D'Amour's appearance on the catwalk was widely regarded as a response by Gaultier to the international model health debate, although D'Amour is quoted in many interviews stating that Gaultier's intentions were honest. He was in fact, casting his 30-year retrospective and thus he was harkening back to previous collections where he had already incorporated plus size models, which is how she was cast in the first place.

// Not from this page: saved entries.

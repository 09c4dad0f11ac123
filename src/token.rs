//! Word extraction for pHash input text.
//!
//! Text is uppercased first so hashing is case-insensitive. A token is a
//! maximal run of word characters: letters, non-spacing marks, dash and
//! apostrophe variants, and ASCII digits. Scripts written without spaces
//! between words (Han, kana, Thai and friends) have no usable word boundary,
//! so each of their letters is a token of its own.

use unicode_categories::UnicodeCategories;

/// Tokenize `text` into uppercased word-like units.
///
/// Never fails; empty, whitespace-only and punctuation-only input yield an
/// empty vector. Dashes and apostrophes only glue words together, so they are
/// trimmed from the ends of a token and a run made only of them is dropped.
pub fn tokenize(text: &str) -> Vec<String> {
    let upper = text.to_uppercase();
    let mut tokens = Vec::with_capacity(upper.len() / 5 + 1);
    let mut current = String::new();
    // True while `current` holds a single unspaced-script letter, which may
    // still absorb trailing combining marks.
    let mut current_is_glyph = false;

    for ch in upper.chars() {
        if is_unspaced_letter(ch) {
            flush(&mut tokens, &mut current);
            current.push(ch);
            current_is_glyph = true;
        } else if current_is_glyph && ch.is_mark_nonspacing() {
            current.push(ch);
        } else if is_word_char(ch) {
            if current_is_glyph {
                flush(&mut tokens, &mut current);
                current_is_glyph = false;
            }
            current.push(ch);
        } else {
            flush(&mut tokens, &mut current);
            current_is_glyph = false;
        }
    }
    flush(&mut tokens, &mut current);

    tokens
}

/// Emit the pending run as a token, if anything remains after trimming.
fn flush(tokens: &mut Vec<String>, current: &mut String) {
    if current.is_empty() {
        return;
    }
    let trimmed = current.trim_matches(is_joiner);
    if !trimmed.is_empty() {
        tokens.push(trimmed.to_string());
    }
    current.clear();
}

fn is_word_char(ch: char) -> bool {
    ch.is_ascii_digit() || ch.is_letter() || ch.is_mark_nonspacing() || is_joiner(ch)
}

/// Dash and apostrophe variants allowed inside a word.
fn is_joiner(ch: char) -> bool {
    matches!(ch, '\'' | '\u{2019}' | '`') || ch.is_punctuation_dash()
}

/// Letters of scripts that do not separate words with spaces.
fn is_unspaced_letter(ch: char) -> bool {
    let unspaced = matches!(
        ch as u32,
        0x0E00..=0x0EFF     // Thai, Lao
        | 0x1000..=0x109F   // Myanmar
        | 0x1780..=0x17FF   // Khmer
        | 0x3005..=0x3007   // ideographic iteration / closing marks
        | 0x3040..=0x30FF   // Hiragana, Katakana
        | 0x31F0..=0x31FF   // Katakana phonetic extensions
        | 0x3400..=0x4DBF   // CJK extension A
        | 0x4E00..=0x9FFF   // CJK unified ideographs
        | 0xF900..=0xFAFF   // CJK compatibility ideographs
        | 0x20000..=0x3134F // CJK extensions B-G
    );
    unspaced && ch.is_letter()
}

#[cfg(test)]
mod tests {
    use super::*;

    #[test]
    fn uppercases_and_splits_on_punctuation() {
        assert_eq!(
            tokenize("The quick brown fox jumped over the black fence."),
            vec!["THE", "QUICK", "BROWN", "FOX", "JUMPED", "OVER", "THE", "BLACK", "FENCE"]
        );
    }

    #[test]
    fn empty_and_symbol_only_input() {
        assert!(tokenize("").is_empty());
        assert!(tokenize("   \n\t ").is_empty());
        assert!(tokenize("!!! ... ??? --- ''").is_empty());
        assert_eq!(tokenize("![image](cat.png)"), vec!["IMAGE", "CAT", "PNG"]);
    }

    #[test]
    fn keeps_apostrophes_and_hyphens_inside_words() {
        assert_eq!(
            tokenize("don't stop the well-known rock\u{2019}n\u{2019}roll"),
            vec!["DON'T", "STOP", "THE", "WELL-KNOWN", "ROCK\u{2019}N\u{2019}ROLL"]
        );
    }

    #[test]
    fn trims_edge_joiners() {
        assert_eq!(tokenize("-dash- 'quoted'"), vec!["DASH", "QUOTED"]);
    }

    #[test]
    fn digits_are_word_characters() {
        assert_eq!(tokenize("route 66, 2024-01-02"), vec!["ROUTE", "66", "2024-01-02"]);
    }

    #[test]
    fn combining_marks_stay_attached() {
        assert_eq!(tokenize("cafe\u{0301} au lait"), vec!["CAFE\u{0301}", "AU", "LAIT"]);
    }

    #[test]
    fn non_latin_spaced_scripts_keep_words() {
        assert_eq!(tokenize("привет мир"), vec!["ПРИВЕТ", "МИР"]);
    }

    #[test]
    fn cjk_characters_are_single_tokens() {
        assert_eq!(tokenize("你的脸，上"), vec!["你", "的", "脸", "上"]);
        assert_eq!(tokenize("abc漢字def"), vec!["ABC", "漢", "字", "DEF"]);
    }

    #[test]
    fn full_uppercase_mapping() {
        assert_eq!(tokenize("straße"), vec!["STRASSE"]);
    }
}
//! Hit histogram and its packed hex form.
//!
//! Layout of a digest: one `hit_value_bits`-wide field per bucket, most
//! significant bit first, buckets in index order, the resulting bit stream
//! read four bits at a time as uppercase hex digits. Packing and unpacking
//! use shifts and masks over a small accumulator.

use crate::config::{PHashConfig, PHashError};

/// Fixed-size array of hit counters indexed by word-hash value.
#[derive(Debug, Clone, PartialEq, Eq)]
pub struct Histogram {
    counts: Vec<u32>,
}

impl Histogram {
    /// All-zero histogram with `2^word_hash_bit_size` buckets.
    pub fn new(cfg: &PHashConfig) -> Self {
        Self {
            counts: vec![0; cfg.bucket_count()],
        }
    }

    /// Wrap raw counters, one per bucket.
    pub fn from_counts(counts: Vec<u32>) -> Self {
        Self { counts }
    }

    /// Register one hit for `bucket`. Returns `false` if the bucket is out of
    /// range, which means the word hasher broke its contract.
    pub fn record(&mut self, bucket: u32) -> bool {
        match self.counts.get_mut(bucket as usize) {
            Some(count) => {
                *count = count.saturating_add(1);
                true
            }
            None => false,
        }
    }

    pub fn counts(&self) -> &[u32] {
        &self.counts
    }

    pub fn len(&self) -> usize {
        self.counts.len()
    }

    /// True when no bucket has a hit.
    pub fn is_all_zero(&self) -> bool {
        self.counts.iter().all(|&c| c == 0)
    }

    pub fn max_hits(&self) -> u32 {
        self.counts.iter().copied().max().unwrap_or(0)
    }

    /// Rescale counters to `0..=max_value` relative to the busiest bucket.
    ///
    /// Uses the ceiling, so any bucket with at least one hit keeps a value of
    /// at least 1. An all-zero histogram stays all-zero.
    pub fn normalized(&self, max_value: u32) -> Vec<u32> {
        let max_hits = u64::from(self.max_hits());
        if max_hits == 0 {
            return vec![0; self.counts.len()];
        }
        let max_value = u64::from(max_value);
        self.counts
            .iter()
            .map(|&c| {
                let scaled = max_value * u64::from(c);
                scaled.div_ceil(max_hits) as u32
            })
            .collect()
    }

    /// Normalize and pack into an uppercase hex digest.
    pub fn to_digest(&self, cfg: &PHashConfig) -> String {
        encode_fields(&self.normalized(cfg.max_hit_value()), cfg.hit_value_bits)
    }

    /// Unpack a digest into its per-bucket normalized values.
    ///
    /// The digest must be exactly [`PHashConfig::digest_len`] hex digits.
    pub fn from_digest(digest: &str, cfg: &PHashConfig) -> Result<Self, PHashError> {
        let expected = cfg.digest_len();
        let actual = digest.chars().count();
        if actual != expected {
            return Err(PHashError::InvalidDigest {
                reason: format!("expected {expected} hex digits, got {actual}"),
            });
        }
        let counts = decode_fields(digest, cfg.hit_value_bits, cfg.bucket_count())?;
        Ok(Self { counts })
    }
}

const HEX_DIGITS: &[u8; 16] = b"0123456789ABCDEF";

/// Pack `values` as `bits`-wide fields and render them as hex.
///
/// `bits` is at most 16 so the accumulator never holds more than 19 bits.
fn encode_fields(values: &[u32], bits: u32) -> String {
    let mask = (1u64 << bits) - 1;
    let mut out = String::with_capacity(values.len() * bits as usize / 4 + 1);
    let mut acc: u64 = 0;
    let mut pending: u32 = 0;

    for &value in values {
        acc = (acc << bits) | (u64::from(value) & mask);
        pending += bits;
        while pending >= 4 {
            pending -= 4;
            let nibble = (acc >> pending) & 0xF;
            out.push(HEX_DIGITS[nibble as usize] as char);
        }
        acc &= (1u64 << pending) - 1;
    }
    // A trailing partial chunk is emitted as-is, like a short final group.
    if pending > 0 {
        out.push(HEX_DIGITS[(acc & 0xF) as usize] as char);
    }
    out
}

fn decode_fields(digest: &str, bits: u32, fields: usize) -> Result<Vec<u32>, PHashError> {
    let mask = (1u64 << bits) - 1;
    let mut values = Vec::with_capacity(fields);
    let mut acc: u64 = 0;
    let mut pending: u32 = 0;

    for ch in digest.chars() {
        let nibble = ch.to_digit(16).ok_or_else(|| PHashError::InvalidDigest {
            reason: format!("`{ch}` is not a hex digit"),
        })?;
        acc = (acc << 4) | u64::from(nibble);
        pending += 4;
        while pending >= bits && values.len() < fields {
            pending -= bits;
            values.push(((acc >> pending) & mask) as u32);
        }
        acc &= (1u64 << pending) - 1;
    }
    values.resize(fields, 0);
    Ok(values)
}

#[cfg(test)]
mod tests {
    use super::*;

    fn cfg(word_bits: u32, hit_bits: u32) -> PHashConfig {
        PHashConfig::new()
            .with_word_hash_bit_size(word_bits)
            .with_hit_value_bits(hit_bits)
    }

    #[test]
    fn new_histogram_is_all_zero() {
        let h = Histogram::new(&PHashConfig::default());
        assert_eq!(h.len(), 64);
        assert!(h.is_all_zero());
        assert_eq!(h.max_hits(), 0);
    }

    #[test]
    fn record_counts_hits_and_rejects_out_of_range() {
        let mut h = Histogram::new(&cfg(2, 4));
        assert!(h.record(1));
        assert!(h.record(1));
        assert!(h.record(3));
        assert!(!h.record(4));
        assert_eq!(h.counts(), &[0, 2, 0, 1]);
        assert_eq!(h.max_hits(), 2);
        assert!(!h.is_all_zero());
    }

    #[test]
    fn normalization_uses_ceiling() {
        let h = Histogram::from_counts(vec![0, 1, 500, 1000]);
        assert_eq!(h.normalized(15), vec![0, 1, 8, 15]);
    }

    #[test]
    fn normalization_of_empty_histogram_is_zero() {
        let h = Histogram::from_counts(vec![0; 8]);
        assert_eq!(h.normalized(15), vec![0; 8]);
    }

    #[test]
    fn single_hit_normalizes_to_max() {
        let h = Histogram::from_counts(vec![0, 0, 1, 0]);
        assert_eq!(h.normalized(3), vec![0, 0, 3, 0]);
    }

    #[test]
    fn four_bit_fields_map_to_one_digit_each() {
        let h = Histogram::from_counts(vec![15, 0, 10, 1]);
        assert_eq!(h.to_digest(&cfg(2, 4)), "F0A1");
    }

    #[test]
    fn two_bit_fields_pack_msb_first() {
        // Normalized [3, 1, 2, 0] -> 11 01 10 00 -> 0xD8.
        let h = Histogram::from_counts(vec![3, 1, 2, 0]);
        assert_eq!(h.to_digest(&cfg(2, 2)), "D8");
    }

    #[test]
    fn six_bit_fields_cross_nibble_boundaries() {
        // 4 x 6 bits: 111111 000001 100000 000010
        // -> 1111 1100 0001 1000 0000 0010 -> FC1802
        let fields = encode_fields(&[63, 1, 32, 2], 6);
        assert_eq!(fields, "FC1802");
        assert_eq!(decode_fields("FC1802", 6, 4), Ok(vec![63, 1, 32, 2]));
    }

    #[test]
    fn digest_decodes_back_to_normalized_values() {
        let config = cfg(3, 4);
        let h = Histogram::from_counts(vec![0, 3, 7, 1, 0, 0, 14, 2]);
        let digest = h.to_digest(&config);
        assert_eq!(digest.len(), config.digest_len());

        let decoded = Histogram::from_digest(&digest, &config).unwrap();
        assert_eq!(decoded.counts(), h.normalized(config.max_hit_value()).as_slice());
        assert!(decoded.counts().iter().all(|&v| v <= config.max_hit_value()));
    }

    #[test]
    fn decoding_accepts_lowercase() {
        let config = cfg(2, 4);
        let decoded = Histogram::from_digest("f0a1", &config).unwrap();
        assert_eq!(decoded.counts(), &[15, 0, 10, 1]);
    }

    #[test]
    fn decoding_rejects_wrong_length() {
        let err = Histogram::from_digest("F0A", &cfg(2, 4)).unwrap_err();
        assert!(matches!(err, PHashError::InvalidDigest { .. }));
    }

    #[test]
    fn decoding_rejects_non_hex() {
        let err = Histogram::from_digest("F0AZ", &cfg(2, 4)).unwrap_err();
        assert!(err.to_string().contains("`Z` is not a hex digit"));
    }

    #[test]
    fn empty_histogram_digest_is_all_zero() {
        let config = PHashConfig::default();
        let digest = Histogram::new(&config).to_digest(&config);
        assert_eq!(digest, "0".repeat(64));
    }
}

D'Amour featured in the title role of Avida, the 2006 French film directed by Benoît Delépine and Gustave Kervern, and produced by Mathieu Kassovitz, which was selected for the 2006 Cannes and 2007 Tribeca film festivals amongst others and has been purchased by Cinema Epoch for US distribution. In 2010, she participated in the French TV show : "La Ferme Célébrités en Afrique" She has also launched a magazine called Vol-Up-2 that features her photography as well as other photographers and artists. As D'Amour experienced success as a plus model, she subsequently photographed many plus models for Vol-Up-2, such as rising plus model Clementine Desseaux.